[TRY IT]: Each entry should be quoted word for word, including every mark of punctuation.
[GIVEN INFORMATION Boundary: Start]
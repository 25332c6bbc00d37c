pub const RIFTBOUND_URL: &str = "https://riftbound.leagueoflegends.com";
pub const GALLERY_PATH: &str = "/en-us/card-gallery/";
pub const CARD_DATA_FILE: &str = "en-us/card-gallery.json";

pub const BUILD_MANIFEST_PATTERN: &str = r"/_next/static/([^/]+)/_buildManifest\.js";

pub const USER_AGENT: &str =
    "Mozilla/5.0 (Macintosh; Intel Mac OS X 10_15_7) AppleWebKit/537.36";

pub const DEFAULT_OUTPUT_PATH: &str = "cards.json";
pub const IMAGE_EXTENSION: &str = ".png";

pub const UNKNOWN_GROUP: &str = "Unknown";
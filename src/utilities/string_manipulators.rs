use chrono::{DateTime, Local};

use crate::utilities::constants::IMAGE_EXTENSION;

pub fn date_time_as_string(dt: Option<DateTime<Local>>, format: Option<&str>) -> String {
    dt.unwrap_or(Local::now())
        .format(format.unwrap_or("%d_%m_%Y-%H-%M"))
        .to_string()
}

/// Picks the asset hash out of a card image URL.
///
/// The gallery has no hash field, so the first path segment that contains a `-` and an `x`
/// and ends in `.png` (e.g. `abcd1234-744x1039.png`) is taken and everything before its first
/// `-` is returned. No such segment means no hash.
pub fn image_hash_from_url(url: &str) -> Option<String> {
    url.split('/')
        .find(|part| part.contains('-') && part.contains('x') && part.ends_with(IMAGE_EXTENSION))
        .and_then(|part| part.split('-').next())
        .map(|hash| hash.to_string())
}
[GIVEN INFORMATION Boundary: End]
[COMPLETED EXERCISE]:
repository 25332c6bbc00d37c
pub const RIFTBOUND_URL: &str = "https://riftbound.leagueoflegends.com";
pub const GALLERY_PATH: &str = "/en-us/card-gallery/";
pub const CARD_DATA_FILE: &str = "en-us/card-gallery.json";

pub const BUILD_MANIFEST_PATTERN: &str = r"/_next/static/([^/]+)/_buildManifest\.js";

pub const USER_AGENT: &str =
    "Mozilla/5.0 (Macintosh; Intel Mac OS X 10_15_7) AppleWebKit/537.36";

pub const DEFAULT_OUTPUT_PATH: &str = "cards.json";
pub const IMAGE_EXTENSION: &str = ".png";

pub const UNKNOWN_GROUP: &str = "Unknown";
filename src/utilities/string_manipulators.rs
use chrono::{DateTime, Local};

use crate::utilities::constants::IMAGE_EXTENSION;

pub fn date_time_as_string(dt: Option<DateTime<Local>>, format: Option<&str>) -> String {
    dt.unwrap_or(Local::now())
        .format(format.unwrap_or("%d_%m_%Y-%H-%M"))
        .to_string()
}

/// Picks the asset hash out of a card image URL.
///
/// The gallery has no hash field, so the first path segment that contains a `-` and an `x`
/// and ends in `.png` (e.g. `abcd1234-744x1039.png`) is taken and everything before its first
/// `-` is returned. No such segment means no hash.
pub fn image_hash_from_url(url: &str) -> Option<String> {
    url.split('/')
        .find(|part| part.contains('-') && part.contains('x') && part.ends_with(IMAGE_EXTENSION))
        .and_then(|part| part.split('-').next())
        .map(|hash| hash.to_string())
}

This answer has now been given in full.